#### [PROBLEM TO WORK ON]
Read the lines of the data below and retrieve those with "differ".

Stored data
+++++
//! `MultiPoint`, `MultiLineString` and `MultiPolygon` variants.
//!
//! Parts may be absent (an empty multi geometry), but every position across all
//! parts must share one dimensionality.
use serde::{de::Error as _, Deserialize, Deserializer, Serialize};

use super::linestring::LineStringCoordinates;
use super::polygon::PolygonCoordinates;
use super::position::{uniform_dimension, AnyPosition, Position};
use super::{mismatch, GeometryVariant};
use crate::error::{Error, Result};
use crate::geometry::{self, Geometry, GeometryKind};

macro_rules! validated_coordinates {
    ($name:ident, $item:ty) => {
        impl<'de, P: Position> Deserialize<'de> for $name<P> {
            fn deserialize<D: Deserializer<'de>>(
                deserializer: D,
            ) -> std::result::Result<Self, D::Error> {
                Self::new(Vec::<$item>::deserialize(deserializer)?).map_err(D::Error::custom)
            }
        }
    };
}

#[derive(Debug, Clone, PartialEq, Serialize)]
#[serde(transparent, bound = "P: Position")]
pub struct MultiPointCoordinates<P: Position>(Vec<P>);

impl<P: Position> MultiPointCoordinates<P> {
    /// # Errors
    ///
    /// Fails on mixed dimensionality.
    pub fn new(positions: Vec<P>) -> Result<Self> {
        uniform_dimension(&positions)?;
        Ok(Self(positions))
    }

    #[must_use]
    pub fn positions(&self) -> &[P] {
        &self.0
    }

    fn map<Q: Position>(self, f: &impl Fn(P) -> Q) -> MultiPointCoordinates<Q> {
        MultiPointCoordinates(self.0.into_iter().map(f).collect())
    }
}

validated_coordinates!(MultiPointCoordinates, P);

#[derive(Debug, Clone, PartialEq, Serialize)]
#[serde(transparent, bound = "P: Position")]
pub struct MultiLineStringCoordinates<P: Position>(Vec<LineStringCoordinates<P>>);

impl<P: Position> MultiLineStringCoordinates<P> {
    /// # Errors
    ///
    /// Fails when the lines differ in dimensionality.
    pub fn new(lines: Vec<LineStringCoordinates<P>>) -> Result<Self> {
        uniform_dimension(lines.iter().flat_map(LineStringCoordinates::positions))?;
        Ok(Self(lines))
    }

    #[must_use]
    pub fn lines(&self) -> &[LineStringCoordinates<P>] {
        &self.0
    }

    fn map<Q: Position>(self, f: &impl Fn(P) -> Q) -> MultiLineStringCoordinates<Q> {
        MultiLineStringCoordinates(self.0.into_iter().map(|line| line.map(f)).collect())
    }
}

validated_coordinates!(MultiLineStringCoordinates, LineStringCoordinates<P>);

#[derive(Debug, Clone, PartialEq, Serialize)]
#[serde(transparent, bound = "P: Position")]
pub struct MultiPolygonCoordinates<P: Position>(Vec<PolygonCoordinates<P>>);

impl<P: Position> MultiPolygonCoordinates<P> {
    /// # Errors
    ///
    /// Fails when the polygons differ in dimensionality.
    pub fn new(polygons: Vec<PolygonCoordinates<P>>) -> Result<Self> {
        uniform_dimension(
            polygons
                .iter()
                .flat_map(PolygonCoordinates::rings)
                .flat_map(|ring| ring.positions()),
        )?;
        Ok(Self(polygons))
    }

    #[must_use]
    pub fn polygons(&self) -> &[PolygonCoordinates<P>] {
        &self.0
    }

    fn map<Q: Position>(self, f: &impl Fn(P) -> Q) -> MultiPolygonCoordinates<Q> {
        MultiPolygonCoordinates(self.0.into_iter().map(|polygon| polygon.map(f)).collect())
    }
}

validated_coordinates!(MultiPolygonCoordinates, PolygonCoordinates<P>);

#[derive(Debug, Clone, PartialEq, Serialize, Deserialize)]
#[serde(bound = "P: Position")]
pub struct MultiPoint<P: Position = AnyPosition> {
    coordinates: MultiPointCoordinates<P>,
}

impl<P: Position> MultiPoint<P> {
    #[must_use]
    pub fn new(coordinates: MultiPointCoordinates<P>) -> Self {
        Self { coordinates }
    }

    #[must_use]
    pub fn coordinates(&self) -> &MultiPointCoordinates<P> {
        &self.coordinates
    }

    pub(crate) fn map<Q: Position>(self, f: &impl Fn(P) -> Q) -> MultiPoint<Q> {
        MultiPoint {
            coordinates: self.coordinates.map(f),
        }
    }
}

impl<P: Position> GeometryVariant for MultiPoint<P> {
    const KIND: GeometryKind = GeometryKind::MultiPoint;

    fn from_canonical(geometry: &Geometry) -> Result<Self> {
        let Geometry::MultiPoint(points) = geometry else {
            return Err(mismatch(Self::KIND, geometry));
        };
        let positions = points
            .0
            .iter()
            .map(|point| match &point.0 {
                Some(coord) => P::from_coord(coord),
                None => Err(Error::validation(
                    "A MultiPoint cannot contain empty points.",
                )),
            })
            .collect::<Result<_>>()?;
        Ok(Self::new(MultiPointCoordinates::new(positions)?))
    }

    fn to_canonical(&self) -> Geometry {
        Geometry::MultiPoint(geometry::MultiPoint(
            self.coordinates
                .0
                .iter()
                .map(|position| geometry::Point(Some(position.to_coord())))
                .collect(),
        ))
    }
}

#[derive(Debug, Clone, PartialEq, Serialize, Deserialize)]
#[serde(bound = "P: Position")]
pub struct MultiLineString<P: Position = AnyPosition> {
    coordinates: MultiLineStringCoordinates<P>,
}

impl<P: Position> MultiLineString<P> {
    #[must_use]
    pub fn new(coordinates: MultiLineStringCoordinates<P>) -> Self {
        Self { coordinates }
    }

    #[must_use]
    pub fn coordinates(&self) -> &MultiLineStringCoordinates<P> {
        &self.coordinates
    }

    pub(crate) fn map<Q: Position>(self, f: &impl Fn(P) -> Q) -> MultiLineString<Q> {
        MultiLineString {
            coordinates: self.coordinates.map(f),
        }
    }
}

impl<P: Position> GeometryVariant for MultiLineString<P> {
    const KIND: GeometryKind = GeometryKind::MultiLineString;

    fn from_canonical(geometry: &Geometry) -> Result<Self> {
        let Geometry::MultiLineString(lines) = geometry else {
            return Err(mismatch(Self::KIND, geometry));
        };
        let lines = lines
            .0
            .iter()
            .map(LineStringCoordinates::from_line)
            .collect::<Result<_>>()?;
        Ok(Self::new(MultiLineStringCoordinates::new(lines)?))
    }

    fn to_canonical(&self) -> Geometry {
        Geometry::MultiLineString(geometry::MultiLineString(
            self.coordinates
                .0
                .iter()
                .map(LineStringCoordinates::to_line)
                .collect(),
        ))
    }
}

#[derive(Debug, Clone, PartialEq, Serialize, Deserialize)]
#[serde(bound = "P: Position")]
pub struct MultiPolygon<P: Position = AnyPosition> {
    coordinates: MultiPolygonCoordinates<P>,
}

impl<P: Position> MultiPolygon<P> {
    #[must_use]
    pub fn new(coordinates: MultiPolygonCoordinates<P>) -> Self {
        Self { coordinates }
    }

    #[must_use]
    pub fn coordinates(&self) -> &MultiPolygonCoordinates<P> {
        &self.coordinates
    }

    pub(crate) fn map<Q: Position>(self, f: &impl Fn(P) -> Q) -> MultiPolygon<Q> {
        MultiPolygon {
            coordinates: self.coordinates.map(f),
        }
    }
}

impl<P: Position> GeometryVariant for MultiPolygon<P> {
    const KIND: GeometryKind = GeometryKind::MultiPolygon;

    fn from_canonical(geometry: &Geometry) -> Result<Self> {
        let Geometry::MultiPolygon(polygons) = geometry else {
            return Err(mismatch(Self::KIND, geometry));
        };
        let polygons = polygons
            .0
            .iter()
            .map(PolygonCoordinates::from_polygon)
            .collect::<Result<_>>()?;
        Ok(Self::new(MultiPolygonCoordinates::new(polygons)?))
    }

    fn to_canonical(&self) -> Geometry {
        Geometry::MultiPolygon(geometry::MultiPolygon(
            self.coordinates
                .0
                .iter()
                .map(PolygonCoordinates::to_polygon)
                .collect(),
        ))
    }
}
+++++
#### [EXPECTED ANSWER]
    /// Fails when the lines differ in dimensionality.
    /// Fails when the polygons differ in dimensionality.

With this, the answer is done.